「お兄様も行くの?」

 今日はフォンターナ卿と会う約束をしていた。なぜかお兄様も一緒に行くようだ。

「ついでだから店まで行くよ。お前はフォンターナ卿に学園の話を聞くと良い。私は事業計画書を読んで、確かめたい事がある。帰りは適当に帰るから気にしなくても良いぞ」

 お兄様はあれから真剣に事業計画書を読んでくれてお店のコンセプト等を更に細かく聞いてきた。そして店のお菓子を全て食べてその感想を纏めたりと、まじめに店を経営してくれるようだ。


 店に着くや否やお兄様はフロアマネージャーと挨拶を交わし、エミリオが既に到着していると聞き挨拶だけする。と言って個室へと入って行く。

 そして挨拶をし、留学先で何か困ったことがあったら相談にのってやってください。などと話をしていた。そんなことを言われたらエミリオもお断り出来ないでしょうに! そしてお兄様は出ていった。


「……申し訳ありません、兄が勝手なことを、」

「あぁ、全く問題ありませんよ。気になさらないで下さい」

 給仕に頼んであったプリンが出てきた。

「! っこれは、あのプリンですね!」


 良かった。喜んでくれたみたい。美味しそうに食べている。学園の話をたくさん聞かせてくれた。楽しくて時間が経つのはあっという間。

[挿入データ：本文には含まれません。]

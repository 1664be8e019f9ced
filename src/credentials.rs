use crate::error::{CredentialError, Result};
use aes_gcm::aead::{Aead, KeyInit};
use aes_gcm::{Aes256Gcm, Nonce};
use base64::engine::general_purpose::STANDARD as BASE64;
use base64::Engine;
use hmac::{Hmac, Mac};
use rand::rngs::OsRng;
use rand::RngCore;
use sha2::Sha256;
use std::fs;
use std::path::Path;
use tracing::info;

type HmacSha256 = Hmac<Sha256>;

const KEY_SIZE: usize = 32;
const NONCE_SIZE: usize = 12;
const SALT_SIZE: usize = 32;

/// Encrypts device and repository credentials with a process-wide master
/// key and derives per-share repository keys from device passwords.
pub struct CredentialStore {
    cipher: Aes256Gcm,
    iterations: u32,
}

impl CredentialStore {
    /// Loads the master key from `key_file`, generating and persisting a
    /// fresh one on first start.
    pub fn open<P: AsRef<Path>>(key_file: P, iterations: u32) -> Result<Self> {
        let key_file = key_file.as_ref();

        let key = if key_file.exists() {
            let encoded = fs::read_to_string(key_file).map_err(|e| {
                CredentialError::InvalidKey(format!("{}: {}", key_file.display(), e))
            })?;
            BASE64
                .decode(encoded.trim())
                .map_err(|e| CredentialError::InvalidKey(e.to_string()))?
        } else {
            let mut key = vec![0u8; KEY_SIZE];
            OsRng.fill_bytes(&mut key);
            fs::write(key_file, BASE64.encode(&key)).map_err(|e| {
                CredentialError::InvalidKey(format!("{}: {}", key_file.display(), e))
            })?;
            #[cfg(unix)]
            {
                use std::os::unix::fs::PermissionsExt;
                let _ = fs::set_permissions(key_file, fs::Permissions::from_mode(0o600));
            }
            info!(path = %key_file.display(), "Generated new master key");
            key
        };

        Self::from_key(&key, iterations)
    }

    pub fn from_key(key: &[u8], iterations: u32) -> Result<Self> {
        if key.len() != KEY_SIZE {
            return Err(CredentialError::InvalidKey(format!(
                "expected {} bytes, got {}",
                KEY_SIZE,
                key.len()
            ))
            .into());
        }
        let cipher = Aes256Gcm::new_from_slice(key)
            .map_err(|e| CredentialError::InvalidKey(e.to_string()))?;
        Ok(Self { cipher, iterations })
    }

    /// Encrypts a secret; output is base64(nonce || ciphertext).
    pub fn encrypt(&self, plaintext: &str) -> Result<String> {
        let mut nonce_bytes = [0u8; NONCE_SIZE];
        OsRng.fill_bytes(&mut nonce_bytes);
        let nonce = Nonce::from_slice(&nonce_bytes);

        let ciphertext = self
            .cipher
            .encrypt(nonce, plaintext.as_bytes())
            .map_err(|e| CredentialError::EncryptFailed(e.to_string()))?;

        let mut combined = Vec::with_capacity(NONCE_SIZE + ciphertext.len());
        combined.extend_from_slice(&nonce_bytes);
        combined.extend_from_slice(&ciphertext);
        Ok(BASE64.encode(combined))
    }

    pub fn decrypt(&self, encoded: &str) -> Result<String> {
        let combined = BASE64
            .decode(encoded)
            .map_err(|e| CredentialError::DecryptFailed(e.to_string()))?;
        if combined.len() < NONCE_SIZE {
            return Err(
                CredentialError::DecryptFailed("ciphertext too short".to_string()).into(),
            );
        }

        let (nonce_bytes, ciphertext) = combined.split_at(NONCE_SIZE);
        let plaintext = self
            .cipher
            .decrypt(Nonce::from_slice(nonce_bytes), ciphertext)
            .map_err(|e| CredentialError::DecryptFailed(e.to_string()))?;

        String::from_utf8(plaintext)
            .map_err(|e| CredentialError::DecryptFailed(e.to_string()).into())
    }

    /// Fresh random salt for repository key derivation, base64 encoded.
    pub fn generate_salt() -> String {
        let mut salt = [0u8; SALT_SIZE];
        OsRng.fill_bytes(&mut salt);
        BASE64.encode(salt)
    }

    /// Derives a repository key from a device password and a share salt.
    /// Stable: the same inputs always yield the same key bytes.
    pub fn derive_repository_key(&self, password: &str, salt_b64: &str) -> Result<String> {
        let salt = BASE64
            .decode(salt_b64)
            .map_err(|e| CredentialError::InvalidKey(format!("bad salt: {}", e)))?;

        let mut key = [0u8; KEY_SIZE];
        pbkdf2_hmac_sha256(password.as_bytes(), &salt, self.iterations, &mut key);
        Ok(BASE64.encode(key))
    }
}

/// PBKDF2 per RFC 8018 with HMAC-SHA256 as the PRF.
fn pbkdf2_hmac_sha256(password: &[u8], salt: &[u8], iterations: u32, output: &mut [u8]) {
    let mut block_index: u32 = 1;
    for chunk in output.chunks_mut(32) {
        let mut mac: HmacSha256 =
            Mac::new_from_slice(password).expect("HMAC accepts any key length");
        mac.update(salt);
        mac.update(&block_index.to_be_bytes());
        let mut u = mac.finalize().into_bytes();

        let mut acc = [0u8; 32];
        acc.copy_from_slice(&u);
        for _ in 1..iterations {
            let mut mac: HmacSha256 =
                Mac::new_from_slice(password).expect("HMAC accepts any key length");
            mac.update(&u);
            u = mac.finalize().into_bytes();
            for (a, b) in acc.iter_mut().zip(u.iter()) {
                *a ^= *b;
            }
        }

        let len = chunk.len();
        chunk.copy_from_slice(&acc[..len]);
        block_index += 1;
    }
}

「次会う時は我が国でとなりますね。着いたら手紙を下さい。伯爵にもルーナ嬢が留学をするなら力になりたいと連絡してあります。それに鉄道が通ったから、何かあればすぐに戻って来られますよ」


 お父様そんな事言ってなかったわよね! 帰ったら問い詰めなきゃ。だからお兄様も挨拶していたのかしら。